On Tue, Jan 5, 2010 at 12:06 PM, Dennis Sosnoski <d...@sosnoski.com <mailto:d...@sosnoski.com>> wrote:

    Hi Amila,

    It's definitely best to use minOccurs=1 for primitives.
    nillable=true is *not* a good choice in general, and I'd recommend
    you instead go with minOccurs=0 for object types.

    Why is nillable=true bad? 1. It requires the element to still be
    present in the message, adding unnecessary bloat (including the
    xsi namespace definition and usage) and confusion for human
    viewers of the message. 2. If required attributes are defined for
    the element (not an issue for POJO deployment, since it doesn't
    use attributes, but applicable in terms of the general use of
    nillable=true) those attributes need to be present even with
    xsi:nil=true in the document. minOccurs=0 is a cleaner
    representation of optional values.


if we use minOccurs=0 instead of nillable=true does that fix the issue given here[1]. Currently POJO gives preference to nillable=true when returning null objects.

thanks,
Amila.

[1] https://issues.apache.org/jira/browse/AXIS2-3300

I think the .Net people prefer using nillable=true, for no good reason that I've ever seen presented - somehow they got the idea early on that xsi:nil="true" in an instance document is equivalent to a null value in code. It's not - required attributes still need to be present on the element, as mentioned before, and the element cannot be an abstract element in the schema definition (unlike in code, where you commonly use references with abstract types to hold either a null or an instance of any of the possible matching concrete types).
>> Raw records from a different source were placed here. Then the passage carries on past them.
use thiserror::Error;

#[derive(Error, Debug, Clone, PartialEq, Eq)]
pub enum DomainError {
    #[error("Malformed DNS message: {0}")]
    MalformedMessage(String),

    #[error("DNS query carries no questions")]
    EmptyQuery,

    #[error("Failed to encode DNS message: {0}")]
    EncodeFailed(String),

    #[error("Upstream {server} did not answer before the deadline")]
    UpstreamTimeout { server: String },

    #[error("Upstream {server} failed: {reason}")]
    UpstreamNetwork { server: String, reason: String },

    #[error("Failed to load domain list from {origin}: {reason}")]
    ListSourceFailed { origin: String, reason: String },
}

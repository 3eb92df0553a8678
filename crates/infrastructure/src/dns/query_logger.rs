use async_trait::async_trait;
use dnsfilter_application::ports::EventRecorder;
use dnsfilter_domain::QueryEvent;
use std::sync::Arc;
use tokio::sync::mpsc;
use tracing::{debug, info};

/// Single consumer of the statistics queue. Events reach the recorder one at
/// a time, in the order they were emitted.
pub struct QueryEventLogger {
    recorder: Arc<dyn EventRecorder>,
}

impl QueryEventLogger {
    pub fn new(recorder: Arc<dyn EventRecorder>) -> Self {
        Self { recorder }
    }

    pub fn start(self, mut rx: mpsc::Receiver<QueryEvent>) -> tokio::task::JoinHandle<()> {
        tokio::spawn(async move {
            debug!("QueryEventLogger: Starting sequential consumer");

            let mut count = 0u64;
            while let Some(event) = rx.recv().await {
                count += 1;
                self.recorder.record(event).await;
            }

            debug!(count, "QueryEventLogger: Consumer shutting down");
        })
    }
}

/// Writes one structured log line per delivered record.
#[derive(Debug, Default, Clone, Copy)]
pub struct TracingEventRecorder;

#[async_trait]
impl EventRecorder for TracingEventRecorder {
    async fn record(&self, event: QueryEvent) {
        let address = event
            .resolved_address
            .map(|addr| addr.to_string())
            .unwrap_or_else(|| "-".to_string());

        info!(
            target: "dnsfilter::statistics",
            client = %event.client,
            domain = %event.requested_name,
            record_type = %event.record_type,
            address = %address,
            timestamp = %event.timestamp.to_rfc3339(),
            "Answer delivered"
        );
    }
}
I'd say it's always a bad idea to specify *both* minOccurs="0" and nillable="true". I don't know offhand what .Net does if you only specify minOccurs="0", but from the discussion it sounds like it would probably still generate the flag variables - so if you want the schemas to be optimized for .Net you're probably better off using nillable="true" to fit with their misconceptions.